## EXERCISE GOAL
How many lines of the data contain the string "GeneratedGrammarLesson"? Write the number and nothing more.

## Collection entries
- - - - - - -

//! The per-learner store, the one place mutations enter. Every operation
//! clones the current document, applies the transition to the clone and swaps
//! it in as a single step, so a failed operation leaves no trace and readers
//! never see a half-applied one. Committed operations are saved through the
//! vault and announced to listeners; a save failure is logged and the store
//! keeps serving from memory.

use chrono::{DateTime, Utc};
use slotmap::SlotMap;
use std::sync::Arc;

use learner_utils::{
    CardDraft, CardId, CardPatch, DeckDraft, DeckId, DeckPatch, GeneratedDeck,
    GeneratedGrammarLesson, GeneratedQuiz, GrammarLessonDraft, GrammarLessonPatch, LessonId, Level,
    QuizDraft, QuizId, QuizPatch,
};

use crate::persistence::{LearnerVault, VaultError};
use crate::seed;
use crate::state::{LearnerState, ProgressionError};

slotmap::new_key_type! { pub struct ListenerKey; }

/// Which slice of the learner document a committed operation touched.
/// Listeners filter on this the way a UI panel only re-renders for its slice.
#[derive(Clone, Copy, Debug, PartialEq, Eq)]
pub enum StateChange {
    Decks,
    DeckStats,
    GrammarLessons,
    FavoriteLessons,
    Quizzes,
    QuizScores,
    ChallengeProgress,
    Economy,
}

pub type SharedProgressionStore = Arc<tokio::sync::Mutex<ProgressionStore>>;

pub struct ProgressionStore {
    learner_id: String,
    state: LearnerState,
    vault: Box<dyn LearnerVault + Send>,
    listeners: SlotMap<ListenerKey, Box<dyn FnMut(&StateChange) + Send>>,
}

impl ProgressionStore {
    /// Opens the learner's store: rehydrates the stored document, or seeds
    /// starter content for a brand-new learner. Hearts that came due while
    /// the store was closed are granted before the store is handed out.
    ///
    /// A load failure is fatal; seeding over a document that exists but
    /// cannot be read would silently erase the learner's history.
    pub fn open(
        learner_id: impl Into<String>,
        vault: impl LearnerVault + Send + 'static,
        now: DateTime<Utc>,
    ) -> Result<Self, VaultError> {
        let learner_id = learner_id.into();
        let state = match vault.load(&learner_id)? {
            Some(state) => state,
            None => {
                log::info!("No document for learner {learner_id}, seeding starter content");
                let state = seed::starter_state();
                if let Err(e) = vault.save(&learner_id, &state) {
                    log::warn!("Failed to persist seeded document for {learner_id}: {e:?}");
                }
                state
            }
        };
        let mut store = Self {
            learner_id,
            state,
            vault: Box::new(vault),
            listeners: SlotMap::with_key(),
        };
        let granted = store.grant_due_hearts(now);
        if granted > 0 {
            log::info!(
                "Granted {granted} heart(s) that regenerated while learner {} was away",
                store.learner_id
            );
        }
        Ok(store)
    }

    pub fn into_shared(self) -> SharedProgressionStore {
        Arc::new(tokio::sync::Mutex::new(self))
    }

    pub fn learner_id(&self) -> &str {
        &self.learner_id
    }

    /// The live document, for reads.
    pub fn state(&self) -> &LearnerState {
        &self.state
    }

    /// An owned snapshot detached from later mutations. O(1), the collections
    /// are structurally shared.
    pub fn snapshot(&self) -> LearnerState {
        self.state.clone()
    }

    pub fn subscribe(
        &mut self,
        callback: impl FnMut(&StateChange) + Send + 'static,
    ) -> ListenerKey {
        self.listeners.insert(Box::new(callback))
    }

    pub fn unsubscribe(&mut self, key: ListenerKey) {
        self.listeners.remove(key);
    }

    fn after_commit(&mut self, changes: &[StateChange]) {
        if let Err(e) = self.vault.save(&self.learner_id, &self.state) {
            log::warn!("Failed to persist learner {}: {e:?}", self.learner_id);
        }
        for change in changes {
            for callback in self.listeners.values_mut() {
                callback(change);
            }
        }
    }

    fn commit<T>(
        &mut self,
        changes: &[StateChange],
        op: impl FnOnce(&mut LearnerState) -> Result<T, ProgressionError>,
    ) -> Result<T, ProgressionError> {
        let mut next = self.state.clone();
        let value = op(&mut next)?;
        self.state = next;
        self.after_commit(changes);
        Ok(value)
    }

    fn commit_infallible<T>(
        &mut self,
        changes: &[StateChange],
        op: impl FnOnce(&mut LearnerState) -> T,
    ) -> T {
        let mut next = self.state.clone();
        let value = op(&mut next);
        self.state = next;
        self.after_commit(changes);
        value
    }

    /// For transitions that report "did anything change" as a bool: a `false`
    /// discards the clone and skips persisting and notifying entirely.
    fn commit_changed(
        &mut self,
        changes: &[StateChange],
        op: impl FnOnce(&mut LearnerState) -> bool,
    ) -> bool {
        let mut next = self.state.clone();
        if !op(&mut next) {
            return false;
        }
        self.state = next;
        self.after_commit(changes);
        true
    }

    // ---- decks ----

    pub fn add_deck(&mut self, draft: DeckDraft) -> DeckId {
        self.commit_infallible(&[StateChange::Decks, StateChange::DeckStats], |state| {
            state.add_deck(draft)
        })
    }

    pub fn update_deck(&mut self, id: DeckId, patch: DeckPatch) -> Result<(), ProgressionError> {
        self.commit(&[StateChange::Decks], |state| state.update_deck(id, patch))
    }

    pub fn delete_deck(&mut self, id: DeckId) -> Result<(), ProgressionError> {
        self.commit(&[StateChange::Decks, StateChange::DeckStats], |state| {
            state.delete_deck(id)
        })
    }

    pub fn add_card(&mut self, deck: DeckId, draft: CardDraft) -> Result<CardId, ProgressionError> {
        self.commit(&[StateChange::Decks, StateChange::DeckStats], |state| {
            state.add_card(deck, draft)
        })
    }

    pub fn update_card(
        &mut self,
        deck: DeckId,
        card: CardId,
        patch: CardPatch,
    ) -> Result<(), ProgressionError> {
        self.commit(&[StateChange::Decks], |state| {
            state.update_card(deck, card, patch)
        })
    }

    pub fn delete_card(&mut self, deck: DeckId, card: CardId) -> Result<(), ProgressionError> {
        self.commit(&[StateChange::Decks, StateChange::DeckStats], |state| {
            state.delete_card(deck, card)
        })
    }

    pub fn set_mastered_count(
        &mut self,
        deck: DeckId,
        mastered: u32,
    ) -> Result<(), ProgressionError> {
        self.commit(&[StateChange::DeckStats], |state| {
            state.set_mastered_count(deck, mastered)
        })
    }

    /// Mastery update addressed by deck title. Titles are not unique; the
    /// earliest matching deck wins, matching how the stats panel lists them.
    pub fn set_mastered_count_by_topic(
        &mut self,
        topic: &str,
        mastered: u32,
    ) -> Result<(), ProgressionError> {
        let deck = self
            .state
            .deck_id_by_title(topic)
            .ok_or_else(|| ProgressionError::TopicNotFound(topic.to_string()))?;
        self.set_mastered_count(deck, mastered)
    }

    // ---- grammar lessons ----

    pub fn add_grammar_lesson(&mut self, draft: GrammarLessonDraft) -> LessonId {
        self.commit_infallible(&[StateChange::GrammarLessons], |state| {
            state.add_grammar_lesson(draft)
        })
    }

    pub fn update_grammar_lesson(
        &mut self,
        id: LessonId,
        patch: GrammarLessonPatch,
    ) -> Result<(), ProgressionError> {
        self.commit(&[StateChange::GrammarLessons], |state| {
            state.update_grammar_lesson(id, patch)
        })
    }

    pub fn delete_grammar_lesson(&mut self, id: LessonId) -> Result<(), ProgressionError> {
        self.commit(
            &[StateChange::GrammarLessons, StateChange::FavoriteLessons],
            |state| state.delete_grammar_lesson(id),
        )
    }

    pub fn set_lesson_read(&mut self, id: LessonId, read: bool) -> Result<(), ProgressionError> {
        self.commit(&[StateChange::GrammarLessons], |state| {
            state.set_lesson_read(id, read)
        })
    }

    /// Toggles favorite membership, returning whether the lesson is now a
    /// favorite.
    pub fn toggle_favorite_lesson(&mut self, id: LessonId) -> Result<bool, ProgressionError> {
        self.commit(&[StateChange::FavoriteLessons], |state| {
            state.toggle_favorite_lesson(id)
        })
    }

    // ---- quizzes ----

    pub fn add_quiz(&mut self, draft: QuizDraft) -> QuizId {
        self.commit_infallible(&[StateChange::Quizzes], |state| state.add_quiz(draft))
    }

    pub fn update_quiz(&mut self, id: QuizId, patch: QuizPatch) -> Result<(), ProgressionError> {
        self.commit(&[StateChange::Quizzes], |state| state.update_quiz(id, patch))
    }

    pub fn delete_quiz(&mut self, id: QuizId) -> Result<(), ProgressionError> {
        self.commit(&[StateChange::Quizzes, StateChange::QuizScores], |state| {
            state.delete_quiz(id)
        })
    }

    /// Records a quiz score if it beats the stored one. `Ok(false)` means the
    /// submission lost to an earlier score and nothing was written.
    pub fn submit_quiz_score(&mut self, id: QuizId, score: u8) -> Result<bool, ProgressionError> {
        let mut next = self.state.clone();
        if !next.submit_quiz_score(id, score)? {
            return Ok(false);
        }
        self.state = next;
        self.after_commit(&[StateChange::QuizScores]);
        Ok(true)
    }

    // ---- challenge path ----

    /// Marks a challenge stage completed. `Ok(false)` means it already was.
    pub fn complete_challenge_stage(
        &mut self,
        level: Level,
        unit_id: &str,
        stage_id: &str,
    ) -> Result<bool, ProgressionError> {
        let mut next = self.state.clone();
        if !next.complete_challenge_stage(level, unit_id, stage_id)? {
            return Ok(false);
        }
        self.state = next;
        self.after_commit(&[StateChange::ChallengeProgress]);
        Ok(true)
    }

    // ---- economy ----

    /// Spends a heart. `false` means the learner was already at zero.
    pub fn lose_heart(&mut self, now: DateTime<Utc>) -> bool {
        self.commit_changed(&[StateChange::Economy], |state| state.lose_heart(now))
    }

    /// Regenerates one heart. `false` means the learner was already full.
    pub fn gain_heart(&mut self, now: DateTime<Utc>) -> bool {
        self.commit_changed(&[StateChange::Economy], |state| state.gain_heart(now))
    }

    /// Grants every heart owed at `now`, one committed operation each, and
    /// returns how many were granted.
    pub fn grant_due_hearts(&mut self, now: DateTime<Utc>) -> u8 {
        let mut granted = 0;
        while self.state.heart_due(now) {
            if !self.gain_heart(now) {
                break;
            }
            granted += 1;
        }
        granted
    }

    /// Trades diamonds for hearts. `false` means the purchase was rejected
    /// and nothing was deducted.
    pub fn purchase_hearts(&mut self, count: u8, cost: u32) -> bool {
        self.commit_changed(&[StateChange::Economy], |state| {
            state.purchase_hearts(count, cost)
        })
    }

    pub fn add_diamonds(&mut self, amount: u32) {
        self.commit_infallible(&[StateChange::Economy], |state| state.add_diamonds(amount));
    }

    // ---- generated content ----

    pub fn import_generated_deck(&mut self, payload: GeneratedDeck) -> DeckId {
        self.commit_infallible(&[StateChange::Decks, StateChange::DeckStats], |state| {
            state.import_generated_deck(payload)
        })
    }

    pub fn import_generated_grammar_lesson(&mut self, payload: GeneratedGrammarLesson) -> LessonId {
        self.commit_infallible(&[StateChange::GrammarLessons], |state| {
            state.import_generated_grammar_lesson(payload)
        })
    }

    pub fn import_generated_quiz(&mut self, payload: GeneratedQuiz) -> QuizId {
        self.commit_infallible(&[StateChange::Quizzes], |state| {
            state.import_generated_quiz(payload)
        })
    }
}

- - - - - - -

## EXPECTED ANSWER
2